» Data provided
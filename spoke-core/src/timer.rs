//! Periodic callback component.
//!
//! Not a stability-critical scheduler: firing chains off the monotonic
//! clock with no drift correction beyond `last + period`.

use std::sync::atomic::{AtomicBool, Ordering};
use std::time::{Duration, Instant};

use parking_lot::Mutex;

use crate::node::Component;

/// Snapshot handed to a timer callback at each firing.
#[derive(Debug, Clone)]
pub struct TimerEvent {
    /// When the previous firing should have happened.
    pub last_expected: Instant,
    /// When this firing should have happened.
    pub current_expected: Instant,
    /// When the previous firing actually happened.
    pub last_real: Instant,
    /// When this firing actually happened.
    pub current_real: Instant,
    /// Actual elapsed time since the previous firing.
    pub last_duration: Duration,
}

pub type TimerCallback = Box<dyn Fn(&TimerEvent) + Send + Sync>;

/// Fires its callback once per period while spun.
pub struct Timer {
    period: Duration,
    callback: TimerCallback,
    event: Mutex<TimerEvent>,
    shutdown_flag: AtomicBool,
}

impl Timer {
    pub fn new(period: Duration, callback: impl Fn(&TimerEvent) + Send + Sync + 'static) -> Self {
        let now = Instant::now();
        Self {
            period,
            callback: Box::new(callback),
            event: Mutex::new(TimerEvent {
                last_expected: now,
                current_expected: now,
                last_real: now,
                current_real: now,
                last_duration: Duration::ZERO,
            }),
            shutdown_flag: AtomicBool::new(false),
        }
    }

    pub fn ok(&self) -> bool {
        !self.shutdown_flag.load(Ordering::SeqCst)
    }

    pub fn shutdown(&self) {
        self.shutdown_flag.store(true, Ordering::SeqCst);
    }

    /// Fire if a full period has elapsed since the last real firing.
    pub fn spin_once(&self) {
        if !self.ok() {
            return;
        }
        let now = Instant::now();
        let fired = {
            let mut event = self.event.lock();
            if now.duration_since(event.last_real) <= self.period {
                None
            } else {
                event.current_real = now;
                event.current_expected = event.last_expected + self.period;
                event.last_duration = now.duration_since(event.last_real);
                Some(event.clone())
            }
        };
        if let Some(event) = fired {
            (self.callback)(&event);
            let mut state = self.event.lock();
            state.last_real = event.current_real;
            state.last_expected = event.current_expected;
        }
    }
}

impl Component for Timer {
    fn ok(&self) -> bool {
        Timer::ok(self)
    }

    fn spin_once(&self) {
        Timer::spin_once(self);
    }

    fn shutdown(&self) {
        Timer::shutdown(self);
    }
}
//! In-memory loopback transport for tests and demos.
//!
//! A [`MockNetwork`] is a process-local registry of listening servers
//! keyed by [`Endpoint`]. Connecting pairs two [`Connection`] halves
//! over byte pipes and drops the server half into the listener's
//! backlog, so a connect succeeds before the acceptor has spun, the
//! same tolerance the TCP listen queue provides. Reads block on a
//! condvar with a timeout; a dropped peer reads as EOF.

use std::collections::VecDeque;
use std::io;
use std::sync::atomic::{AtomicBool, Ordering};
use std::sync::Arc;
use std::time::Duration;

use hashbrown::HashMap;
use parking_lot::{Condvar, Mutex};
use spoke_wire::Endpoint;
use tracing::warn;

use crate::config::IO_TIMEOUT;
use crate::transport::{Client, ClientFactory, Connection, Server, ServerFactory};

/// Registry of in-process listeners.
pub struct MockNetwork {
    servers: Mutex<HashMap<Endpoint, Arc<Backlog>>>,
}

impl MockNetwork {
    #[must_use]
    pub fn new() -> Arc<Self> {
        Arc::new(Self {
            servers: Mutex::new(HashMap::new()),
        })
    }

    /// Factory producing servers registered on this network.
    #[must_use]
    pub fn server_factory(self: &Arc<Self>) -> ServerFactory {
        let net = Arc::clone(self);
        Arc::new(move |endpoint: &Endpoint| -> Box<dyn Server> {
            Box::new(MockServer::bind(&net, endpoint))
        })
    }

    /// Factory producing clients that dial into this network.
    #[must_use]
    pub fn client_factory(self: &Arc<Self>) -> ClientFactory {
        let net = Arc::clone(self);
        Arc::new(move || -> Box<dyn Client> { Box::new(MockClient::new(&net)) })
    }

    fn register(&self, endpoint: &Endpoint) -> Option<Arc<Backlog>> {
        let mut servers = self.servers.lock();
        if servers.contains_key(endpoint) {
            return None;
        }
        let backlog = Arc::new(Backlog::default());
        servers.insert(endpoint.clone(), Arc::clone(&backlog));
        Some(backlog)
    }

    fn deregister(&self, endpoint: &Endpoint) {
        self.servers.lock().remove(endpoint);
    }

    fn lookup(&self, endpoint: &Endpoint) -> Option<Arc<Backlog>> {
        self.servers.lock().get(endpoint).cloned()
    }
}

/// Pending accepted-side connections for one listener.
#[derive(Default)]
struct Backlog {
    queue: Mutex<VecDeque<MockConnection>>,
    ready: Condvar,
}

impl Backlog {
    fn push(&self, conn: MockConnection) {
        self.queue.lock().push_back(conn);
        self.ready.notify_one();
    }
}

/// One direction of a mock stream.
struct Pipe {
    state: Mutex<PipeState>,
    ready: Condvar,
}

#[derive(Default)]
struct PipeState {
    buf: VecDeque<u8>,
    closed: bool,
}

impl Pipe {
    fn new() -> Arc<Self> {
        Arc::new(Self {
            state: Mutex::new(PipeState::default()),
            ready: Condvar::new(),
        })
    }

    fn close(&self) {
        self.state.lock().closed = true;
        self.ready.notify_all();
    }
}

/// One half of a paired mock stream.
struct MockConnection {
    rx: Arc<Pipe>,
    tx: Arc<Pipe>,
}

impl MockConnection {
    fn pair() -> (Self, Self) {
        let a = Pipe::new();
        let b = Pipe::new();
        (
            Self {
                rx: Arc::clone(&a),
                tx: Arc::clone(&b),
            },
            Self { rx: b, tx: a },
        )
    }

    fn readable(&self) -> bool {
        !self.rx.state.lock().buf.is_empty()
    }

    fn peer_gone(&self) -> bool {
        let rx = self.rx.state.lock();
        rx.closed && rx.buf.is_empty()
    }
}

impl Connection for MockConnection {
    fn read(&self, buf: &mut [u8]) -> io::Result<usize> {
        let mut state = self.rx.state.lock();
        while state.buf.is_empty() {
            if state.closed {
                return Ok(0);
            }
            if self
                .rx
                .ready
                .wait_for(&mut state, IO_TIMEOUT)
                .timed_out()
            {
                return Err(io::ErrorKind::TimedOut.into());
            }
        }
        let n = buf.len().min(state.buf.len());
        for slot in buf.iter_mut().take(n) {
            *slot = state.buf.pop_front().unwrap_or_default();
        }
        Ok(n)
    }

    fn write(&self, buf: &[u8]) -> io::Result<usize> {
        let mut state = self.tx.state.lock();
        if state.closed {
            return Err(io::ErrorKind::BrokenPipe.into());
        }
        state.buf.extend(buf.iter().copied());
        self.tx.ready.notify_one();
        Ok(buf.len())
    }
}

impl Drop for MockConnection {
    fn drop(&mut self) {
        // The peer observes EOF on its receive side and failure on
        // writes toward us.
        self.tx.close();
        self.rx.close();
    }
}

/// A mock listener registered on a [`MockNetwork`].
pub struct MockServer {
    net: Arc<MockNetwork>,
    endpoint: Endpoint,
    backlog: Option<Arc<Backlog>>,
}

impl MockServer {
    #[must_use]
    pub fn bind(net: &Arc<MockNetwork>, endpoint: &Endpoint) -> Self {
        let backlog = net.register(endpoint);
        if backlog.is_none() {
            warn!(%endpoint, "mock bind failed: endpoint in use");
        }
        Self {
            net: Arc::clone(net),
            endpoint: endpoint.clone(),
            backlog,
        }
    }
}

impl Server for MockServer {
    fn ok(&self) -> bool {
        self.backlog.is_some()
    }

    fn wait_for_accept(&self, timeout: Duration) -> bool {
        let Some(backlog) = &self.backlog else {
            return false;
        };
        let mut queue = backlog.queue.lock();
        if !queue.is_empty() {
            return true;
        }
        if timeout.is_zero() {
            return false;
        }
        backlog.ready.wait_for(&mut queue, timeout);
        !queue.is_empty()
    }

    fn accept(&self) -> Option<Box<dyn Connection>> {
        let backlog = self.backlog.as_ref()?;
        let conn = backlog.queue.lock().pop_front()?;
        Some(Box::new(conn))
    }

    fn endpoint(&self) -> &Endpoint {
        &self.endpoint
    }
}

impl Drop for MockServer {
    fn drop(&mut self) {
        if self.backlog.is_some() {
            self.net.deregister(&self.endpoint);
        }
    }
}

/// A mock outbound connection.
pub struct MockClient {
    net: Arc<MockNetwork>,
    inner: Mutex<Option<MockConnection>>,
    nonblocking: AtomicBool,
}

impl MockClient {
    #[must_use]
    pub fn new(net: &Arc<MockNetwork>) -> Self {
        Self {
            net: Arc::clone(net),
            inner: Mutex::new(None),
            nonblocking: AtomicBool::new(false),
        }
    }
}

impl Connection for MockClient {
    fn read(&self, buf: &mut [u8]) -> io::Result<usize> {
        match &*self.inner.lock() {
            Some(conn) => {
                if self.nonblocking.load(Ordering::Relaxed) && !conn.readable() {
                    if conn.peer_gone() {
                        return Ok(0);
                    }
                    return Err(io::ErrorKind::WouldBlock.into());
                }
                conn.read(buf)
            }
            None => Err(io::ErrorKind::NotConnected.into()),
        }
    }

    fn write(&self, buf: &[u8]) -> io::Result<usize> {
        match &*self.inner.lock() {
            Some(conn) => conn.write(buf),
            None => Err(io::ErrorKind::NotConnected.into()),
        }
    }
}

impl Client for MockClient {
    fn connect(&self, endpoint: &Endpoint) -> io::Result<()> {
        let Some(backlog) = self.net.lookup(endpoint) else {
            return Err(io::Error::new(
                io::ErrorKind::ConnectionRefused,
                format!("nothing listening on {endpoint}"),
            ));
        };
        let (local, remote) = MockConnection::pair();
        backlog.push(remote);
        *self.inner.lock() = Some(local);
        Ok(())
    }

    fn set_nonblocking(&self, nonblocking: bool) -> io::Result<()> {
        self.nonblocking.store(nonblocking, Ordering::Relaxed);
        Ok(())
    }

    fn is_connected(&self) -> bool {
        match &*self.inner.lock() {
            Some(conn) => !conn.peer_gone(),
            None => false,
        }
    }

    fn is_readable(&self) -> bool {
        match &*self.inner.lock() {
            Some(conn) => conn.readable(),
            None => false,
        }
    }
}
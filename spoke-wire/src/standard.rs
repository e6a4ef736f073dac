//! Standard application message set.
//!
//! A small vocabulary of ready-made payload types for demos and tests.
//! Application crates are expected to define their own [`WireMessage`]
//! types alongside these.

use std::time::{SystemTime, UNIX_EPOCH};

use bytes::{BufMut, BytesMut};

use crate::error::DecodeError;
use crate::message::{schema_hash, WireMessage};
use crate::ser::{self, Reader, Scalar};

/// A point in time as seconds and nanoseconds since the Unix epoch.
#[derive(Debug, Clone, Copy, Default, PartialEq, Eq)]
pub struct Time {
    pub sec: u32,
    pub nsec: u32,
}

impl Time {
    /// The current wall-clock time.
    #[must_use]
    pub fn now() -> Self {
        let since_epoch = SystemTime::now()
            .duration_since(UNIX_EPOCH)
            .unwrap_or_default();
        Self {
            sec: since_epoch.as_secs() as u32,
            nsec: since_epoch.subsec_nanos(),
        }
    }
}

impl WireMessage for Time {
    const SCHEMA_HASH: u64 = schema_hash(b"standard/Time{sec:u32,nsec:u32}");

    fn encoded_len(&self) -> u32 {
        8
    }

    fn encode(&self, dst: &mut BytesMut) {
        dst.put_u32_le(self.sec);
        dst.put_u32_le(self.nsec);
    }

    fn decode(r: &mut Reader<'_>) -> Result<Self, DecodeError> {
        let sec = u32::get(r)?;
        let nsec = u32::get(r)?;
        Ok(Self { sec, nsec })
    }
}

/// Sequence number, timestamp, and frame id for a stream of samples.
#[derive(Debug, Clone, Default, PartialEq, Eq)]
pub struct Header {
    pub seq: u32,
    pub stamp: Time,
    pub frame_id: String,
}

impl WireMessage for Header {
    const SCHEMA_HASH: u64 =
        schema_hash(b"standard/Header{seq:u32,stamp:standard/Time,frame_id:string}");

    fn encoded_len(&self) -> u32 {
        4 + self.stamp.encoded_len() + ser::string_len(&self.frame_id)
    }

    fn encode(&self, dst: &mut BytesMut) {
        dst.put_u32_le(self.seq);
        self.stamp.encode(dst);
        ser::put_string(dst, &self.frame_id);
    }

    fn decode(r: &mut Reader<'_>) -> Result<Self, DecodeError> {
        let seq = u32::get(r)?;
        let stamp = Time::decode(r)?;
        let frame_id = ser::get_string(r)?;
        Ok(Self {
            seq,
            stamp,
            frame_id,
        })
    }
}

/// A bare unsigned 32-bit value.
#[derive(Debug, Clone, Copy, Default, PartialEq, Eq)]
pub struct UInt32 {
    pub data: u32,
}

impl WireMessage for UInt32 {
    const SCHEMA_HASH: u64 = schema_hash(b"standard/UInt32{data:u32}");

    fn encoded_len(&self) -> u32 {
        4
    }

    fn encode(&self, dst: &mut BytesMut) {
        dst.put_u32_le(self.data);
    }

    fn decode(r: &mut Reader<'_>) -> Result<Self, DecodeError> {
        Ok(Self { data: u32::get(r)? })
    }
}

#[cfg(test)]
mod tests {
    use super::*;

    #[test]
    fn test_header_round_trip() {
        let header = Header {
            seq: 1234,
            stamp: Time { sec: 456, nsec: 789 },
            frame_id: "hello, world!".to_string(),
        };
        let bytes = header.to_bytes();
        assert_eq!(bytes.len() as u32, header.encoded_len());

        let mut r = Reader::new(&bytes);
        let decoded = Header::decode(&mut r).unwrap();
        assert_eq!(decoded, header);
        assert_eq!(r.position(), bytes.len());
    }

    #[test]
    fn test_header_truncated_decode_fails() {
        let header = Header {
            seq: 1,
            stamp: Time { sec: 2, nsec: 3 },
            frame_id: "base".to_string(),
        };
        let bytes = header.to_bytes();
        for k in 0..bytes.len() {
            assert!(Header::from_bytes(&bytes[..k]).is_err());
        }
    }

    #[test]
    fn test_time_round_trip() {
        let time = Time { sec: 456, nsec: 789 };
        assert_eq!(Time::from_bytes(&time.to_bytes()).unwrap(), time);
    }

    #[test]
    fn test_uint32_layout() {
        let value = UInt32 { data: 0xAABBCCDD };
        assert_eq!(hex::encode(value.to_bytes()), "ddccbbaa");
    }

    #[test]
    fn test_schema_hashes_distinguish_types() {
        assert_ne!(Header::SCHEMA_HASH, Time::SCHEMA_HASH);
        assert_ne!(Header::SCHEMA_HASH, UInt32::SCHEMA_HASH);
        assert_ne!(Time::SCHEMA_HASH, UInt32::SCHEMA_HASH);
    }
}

» How to complete this task
Return each line from the records that includes the word "const".

» Written solution
    const SCHEMA_HASH: u64 = schema_hash(b"standard/Time{sec:u32,nsec:u32}");
    const SCHEMA_HASH: u64 =
    const SCHEMA_HASH: u64 = schema_hash(b"standard/UInt32{data:u32}");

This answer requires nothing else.